[What you have to do]: Print the entries below in their entirety, exactly as they are written.

__________________________________________________

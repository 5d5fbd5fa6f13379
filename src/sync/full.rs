//! Full reconciliation across the whole record set.
//!
//! A run has four phases:
//!
//! 1. **Discovery**: list live posts, then drafts. Failure here aborts the
//!    run since nothing can be verified without the listing.
//! 2. **Verify+Fix**: resolve and correct every local record.
//! 3. **Import**: create local records for remote posts nothing matched.
//! 4. **Push**: create remote drafts for unlinked editorial records.
//!
//! Failures after Discovery are recorded per record and the run continues.

use std::collections::{HashMap, HashSet};

use super::conflict::{self, Outcome};
use super::identity;
use super::types::{IssueType, MatchResult, SyncDetail, SyncReport};
use crate::error::{Error, Result};
use crate::model::{
    ContentRecord, NewPost, NewRemotePost, PostFilter, PostPatch, RemotePost, Visibility,
};
use crate::remote::RemotePublisher;
use crate::storage::ContentStore;

/// One full reconciliation run.
///
/// The set of remote ids claimed during the run lives on this value, so
/// every run starts from nothing.
pub struct FullSync<'a, S, P> {
    store: &'a mut S,
    remote: &'a P,
    actor: String,
    claimed: HashSet<String>,
}

impl<'a, S, P> FullSync<'a, S, P>
where
    S: ContentStore,
    P: RemotePublisher,
{
    pub fn new(store: &'a mut S, remote: &'a P, actor: impl Into<String>) -> Self {
        Self {
            store,
            remote,
            actor: actor.into(),
            claimed: HashSet::new(),
        }
    }

    /// Run every phase and report what happened.
    ///
    /// # Errors
    ///
    /// Returns `RemoteNotConfigured` before touching anything when the
    /// remote lacks credentials, and propagates Discovery listing errors
    /// and failures to read the local record set.
    pub async fn run(mut self) -> Result<SyncReport> {
        if !self.remote.is_configured() {
            return Err(Error::RemoteNotConfigured);
        }

        let now = chrono::Utc::now().timestamp_millis();
        let mut report = SyncReport::default();

        tracing::info!(phase = "discovery", "Listing remote posts");
        let live = self.remote.list(Visibility::Live).await?;
        let drafts = self.remote.list(Visibility::Draft).await?;
        report.remote_live = live.len();
        report.remote_draft = drafts.len();

        let all_remote: Vec<RemotePost> = live.into_iter().chain(drafts).collect();
        let by_id: HashMap<String, RemotePost> = all_remote
            .iter()
            .map(|post| (post.id.clone(), post.clone()))
            .collect();

        let records = self.store.list_posts(&PostFilter::default())?;
        report.local_checked = records.len();

        tracing::info!(
            phase = "verify",
            local = records.len(),
            remote_live = report.remote_live,
            remote_draft = report.remote_draft,
            "Verifying local records"
        );
        let to_push = self.verify(&records, &by_id, &all_remote, now, &mut report).await;

        tracing::info!(phase = "import", "Importing unmatched remote posts");
        self.import(&all_remote, now, &mut report);

        tracing::info!(phase = "push", candidates = to_push.len(), "Pushing unlinked records");
        self.push(&to_push, now, &mut report).await;

        tracing::info!(
            synced = report.synced,
            issues_found = report.issues_found,
            issues_fixed = report.issues_fixed,
            imported = report.imported,
            pushed = report.pushed,
            failed = report.failed,
            "Full sync complete"
        );
        Ok(report)
    }

    /// Resolve and fix each record. Returns the records left unlinked in
    /// `draft` or `reviewed`, as stored after their fix.
    async fn verify(
        &mut self,
        records: &[ContentRecord],
        by_id: &HashMap<String, RemotePost>,
        all_remote: &[RemotePost],
        now: i64,
        report: &mut SyncReport,
    ) -> Vec<ContentRecord> {
        // Posts already linked by id are not offered to fuzzy matching.
        for record in records {
            if let Some(id) = record.remote_id.as_deref() {
                if by_id.contains_key(id) {
                    self.claimed.insert(id.to_string());
                }
            }
        }
        let mut fuzzy_pool: Vec<RemotePost> = all_remote
            .iter()
            .filter(|post| !self.claimed.contains(&post.id))
            .cloned()
            .collect();

        let mut to_push = Vec::new();
        for record in records {
            let matched = identity::resolve(record, by_id, &fuzzy_pool);
            if let MatchResult::FuzzyTitleMatch { post, .. } = &matched {
                self.claimed.insert(post.id.clone());
                fuzzy_pool.retain(|p| p.id != post.id);
            }
            let resolution = conflict::resolve_conflict(record, &matched, now);
            let outcome = conflict::apply(
                &mut *self.store,
                self.remote,
                record,
                resolution,
                &self.actor,
                false,
            )
            .await;

            // Candidacy is judged on the stored state after the fix, so a
            // record reverted by this run is pushed by this run.
            let no_remote = matches!(
                matched,
                MatchResult::Unmatched | MatchResult::DeletedRemotely
            );
            if no_remote && !outcome.failed {
                let after = outcome.record.as_ref().unwrap_or(record);
                if after.status.is_unpublished() && !after.is_linked() {
                    to_push.push(after.clone());
                }
            }
            tally(report, outcome);
        }
        to_push
    }

    fn import(&mut self, all_remote: &[RemotePost], now: i64, report: &mut SyncReport) {
        for post in all_remote {
            if self.claimed.contains(&post.id) {
                continue;
            }
            self.claimed.insert(post.id.clone());

            match self.store.insert_post(&NewPost::from_remote(post, now), &self.actor) {
                Ok(record) => {
                    tracing::info!(record_id = %record.id, remote_id = %post.id, "Imported remote post");
                    report.imported += 1;
                    let mut detail = SyncDetail::new(
                        &record.id,
                        &record.title,
                        IssueType::Imported,
                        format!("imported remote {} post {}", post.visibility, post.id),
                    );
                    detail.new_status = Some(record.status);
                    report.details.push(detail);
                }
                Err(e) => {
                    tracing::warn!(remote_id = %post.id, error = %e, "Failed to import remote post");
                    report.failed += 1;
                    report.details.push(
                        SyncDetail::new(
                            "",
                            &post.title,
                            IssueType::SyncFailed,
                            format!("could not import remote post {}", post.id),
                        )
                        .with_error(e),
                    );
                }
            }
        }
    }

    async fn push(&mut self, records: &[ContentRecord], now: i64, report: &mut SyncReport) {
        for record in records {
            let draft = NewRemotePost {
                title: record.title.clone(),
                html_content: record.html_content.clone(),
                labels: record.labels(),
                as_draft: true,
            };

            let created = match self.remote.create(&draft).await {
                Ok(created) => created,
                Err(e) => {
                    tracing::warn!(record_id = %record.id, error = %e, "Failed to create remote draft");
                    report.failed += 1;
                    report.details.push(
                        SyncDetail::new(
                            &record.id,
                            &record.title,
                            IssueType::SyncFailed,
                            "could not create remote draft",
                        )
                        .with_error(e),
                    );
                    continue;
                }
            };

            let patch = PostPatch {
                remote_id: Some(Some(created.id.clone())),
                last_synced_at: Some(now),
                ..PostPatch::default()
            };
            match self.store.update_post(&record.id, &patch, &self.actor) {
                Ok(_) => {
                    tracing::info!(record_id = %record.id, remote_id = %created.id, "Pushed record as remote draft");
                    report.pushed += 1;
                    report.details.push(
                        SyncDetail::new(
                            &record.id,
                            &record.title,
                            IssueType::Pushed,
                            format!("created remote draft {}", created.id),
                        )
                        .with_statuses(record.status, record.status),
                    );
                }
                Err(e) => {
                    tracing::warn!(
                        record_id = %record.id,
                        remote_id = %created.id,
                        error = %e,
                        "Created remote draft but failed to link it locally"
                    );
                    report.failed += 1;
                    report.details.push(
                        SyncDetail::new(
                            &record.id,
                            &record.title,
                            IssueType::SyncFailed,
                            format!("remote draft {} created but not linked", created.id),
                        )
                        .with_error(e),
                    );
                }
            }
        }
    }
}

fn tally(report: &mut SyncReport, outcome: Outcome) {
    report.issues_found += outcome.issues_found;
    report.issues_fixed += outcome.issues_fixed;
    if outcome.changed {
        report.synced += 1;
    }
    if outcome.failed {
        report.failed += 1;
    }
    report.details.extend(outcome.details);
}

__________________________________________________

[Answer box]:
repository 5d5fbd5fa6f13379
filename src/sync/full.rs
//! Full reconciliation across the whole record set.
//!
//! A run has four phases:
//!
//! 1. **Discovery**: list live posts, then drafts. Failure here aborts the
//!    run since nothing can be verified without the listing.
//! 2. **Verify+Fix**: resolve and correct every local record.
//! 3. **Import**: create local records for remote posts nothing matched.
//! 4. **Push**: create remote drafts for unlinked editorial records.
//!
//! Failures after Discovery are recorded per record and the run continues.

use std::collections::{HashMap, HashSet};

use super::conflict::{self, Outcome};
use super::identity;
use super::types::{IssueType, MatchResult, SyncDetail, SyncReport};
use crate::error::{Error, Result};
use crate::model::{
    ContentRecord, NewPost, NewRemotePost, PostFilter, PostPatch, RemotePost, Visibility,
};
use crate::remote::RemotePublisher;
use crate::storage::ContentStore;

/// One full reconciliation run.
///
/// The set of remote ids claimed during the run lives on this value, so
/// every run starts from nothing.
pub struct FullSync<'a, S, P> {
    store: &'a mut S,
    remote: &'a P,
    actor: String,
    claimed: HashSet<String>,
}

impl<'a, S, P> FullSync<'a, S, P>
where
    S: ContentStore,
    P: RemotePublisher,
{
    pub fn new(store: &'a mut S, remote: &'a P, actor: impl Into<String>) -> Self {
        Self {
            store,
            remote,
            actor: actor.into(),
            claimed: HashSet::new(),
        }
    }

    /// Run every phase and report what happened.
    ///
    /// # Errors
    ///
    /// Returns `RemoteNotConfigured` before touching anything when the
    /// remote lacks credentials, and propagates Discovery listing errors
    /// and failures to read the local record set.
    pub async fn run(mut self) -> Result<SyncReport> {
        if !self.remote.is_configured() {
            return Err(Error::RemoteNotConfigured);
        }

        let now = chrono::Utc::now().timestamp_millis();
        let mut report = SyncReport::default();

        tracing::info!(phase = "discovery", "Listing remote posts");
        let live = self.remote.list(Visibility::Live).await?;
        let drafts = self.remote.list(Visibility::Draft).await?;
        report.remote_live = live.len();
        report.remote_draft = drafts.len();

        let all_remote: Vec<RemotePost> = live.into_iter().chain(drafts).collect();
        let by_id: HashMap<String, RemotePost> = all_remote
            .iter()
            .map(|post| (post.id.clone(), post.clone()))
            .collect();

        let records = self.store.list_posts(&PostFilter::default())?;
        report.local_checked = records.len();

        tracing::info!(
            phase = "verify",
            local = records.len(),
            remote_live = report.remote_live,
            remote_draft = report.remote_draft,
            "Verifying local records"
        );
        let to_push = self.verify(&records, &by_id, &all_remote, now, &mut report).await;

        tracing::info!(phase = "import", "Importing unmatched remote posts");
        self.import(&all_remote, now, &mut report);

        tracing::info!(phase = "push", candidates = to_push.len(), "Pushing unlinked records");
        self.push(&to_push, now, &mut report).await;

        tracing::info!(
            synced = report.synced,
            issues_found = report.issues_found,
            issues_fixed = report.issues_fixed,
            imported = report.imported,
            pushed = report.pushed,
            failed = report.failed,
            "Full sync complete"
        );
        Ok(report)
    }

    /// Resolve and fix each record. Returns the records left unlinked in
    /// `draft` or `reviewed`, as stored after their fix.
    async fn verify(
        &mut self,
        records: &[ContentRecord],
        by_id: &HashMap<String, RemotePost>,
        all_remote: &[RemotePost],
        now: i64,
        report: &mut SyncReport,
    ) -> Vec<ContentRecord> {
        // Posts already linked by id are not offered to fuzzy matching.
        for record in records {
            if let Some(id) = record.remote_id.as_deref() {
                if by_id.contains_key(id) {
                    self.claimed.insert(id.to_string());
                }
            }
        }
        let mut fuzzy_pool: Vec<RemotePost> = all_remote
            .iter()
            .filter(|post| !self.claimed.contains(&post.id))
            .cloned()
            .collect();

        let mut to_push = Vec::new();
        for record in records {
            let matched = identity::resolve(record, by_id, &fuzzy_pool);
            if let MatchResult::FuzzyTitleMatch { post, .. } = &matched {
                self.claimed.insert(post.id.clone());
                fuzzy_pool.retain(|p| p.id != post.id);
            }
            let resolution = conflict::resolve_conflict(record, &matched, now);
            let outcome = conflict::apply(
                &mut *self.store,
                self.remote,
                record,
                resolution,
                &self.actor,
                false,
            )
            .await;

            // Candidacy is judged on the stored state after the fix, so a
            // record reverted by this run is pushed by this run.
            let no_remote = matches!(
                matched,
                MatchResult::Unmatched | MatchResult::DeletedRemotely
            );
            if no_remote && !outcome.failed {
                let after = outcome.record.as_ref().unwrap_or(record);
                if after.status.is_unpublished() && !after.is_linked() {
                    to_push.push(after.clone());
                }
            }
            tally(report, outcome);
        }
        to_push
    }

    fn import(&mut self, all_remote: &[RemotePost], now: i64, report: &mut SyncReport) {
        for post in all_remote {
            if self.claimed.contains(&post.id) {
                continue;
            }
            self.claimed.insert(post.id.clone());

            match self.store.insert_post(&NewPost::from_remote(post, now), &self.actor) {
                Ok(record) => {
                    tracing::info!(record_id = %record.id, remote_id = %post.id, "Imported remote post");
                    report.imported += 1;
                    let mut detail = SyncDetail::new(
                        &record.id,
                        &record.title,
                        IssueType::Imported,
                        format!("imported remote {} post {}", post.visibility, post.id),
                    );
                    detail.new_status = Some(record.status);
                    report.details.push(detail);
                }
                Err(e) => {
                    tracing::warn!(remote_id = %post.id, error = %e, "Failed to import remote post");
                    report.failed += 1;
                    report.details.push(
                        SyncDetail::new(
                            "",
                            &post.title,
                            IssueType::SyncFailed,
                            format!("could not import remote post {}", post.id),
                        )
                        .with_error(e),
                    );
                }
            }
        }
    }

    async fn push(&mut self, records: &[ContentRecord], now: i64, report: &mut SyncReport) {
        for record in records {
            let draft = NewRemotePost {
                title: record.title.clone(),
                html_content: record.html_content.clone(),
                labels: record.labels(),
                as_draft: true,
            };

            let created = match self.remote.create(&draft).await {
                Ok(created) => created,
                Err(e) => {
                    tracing::warn!(record_id = %record.id, error = %e, "Failed to create remote draft");
                    report.failed += 1;
                    report.details.push(
                        SyncDetail::new(
                            &record.id,
                            &record.title,
                            IssueType::SyncFailed,
                            "could not create remote draft",
                        )
                        .with_error(e),
                    );
                    continue;
                }
            };

            let patch = PostPatch {
                remote_id: Some(Some(created.id.clone())),
                last_synced_at: Some(now),
                ..PostPatch::default()
            };
            match self.store.update_post(&record.id, &patch, &self.actor) {
                Ok(_) => {
                    tracing::info!(record_id = %record.id, remote_id = %created.id, "Pushed record as remote draft");
                    report.pushed += 1;
                    report.details.push(
                        SyncDetail::new(
                            &record.id,
                            &record.title,
                            IssueType::Pushed,
                            format!("created remote draft {}", created.id),
                        )
                        .with_statuses(record.status, record.status),
                    );
                }
                Err(e) => {
                    tracing::warn!(
                        record_id = %record.id,
                        remote_id = %created.id,
                        error = %e,
                        "Created remote draft but failed to link it locally"
                    );
                    report.failed += 1;
                    report.details.push(
                        SyncDetail::new(
                            &record.id,
                            &record.title,
                            IssueType::SyncFailed,
                            format!("remote draft {} created but not linked", created.id),
                        )
                        .with_error(e),
                    );
                }
            }
        }
    }
}

fn tally(report: &mut SyncReport, outcome: Outcome) {
    report.issues_found += outcome.issues_found;
    report.issues_fixed += outcome.issues_fixed;
    if outcome.changed {
        report.synced += 1;
    }
    if outcome.failed {
        report.failed += 1;
    }
    report.details.extend(outcome.details);
}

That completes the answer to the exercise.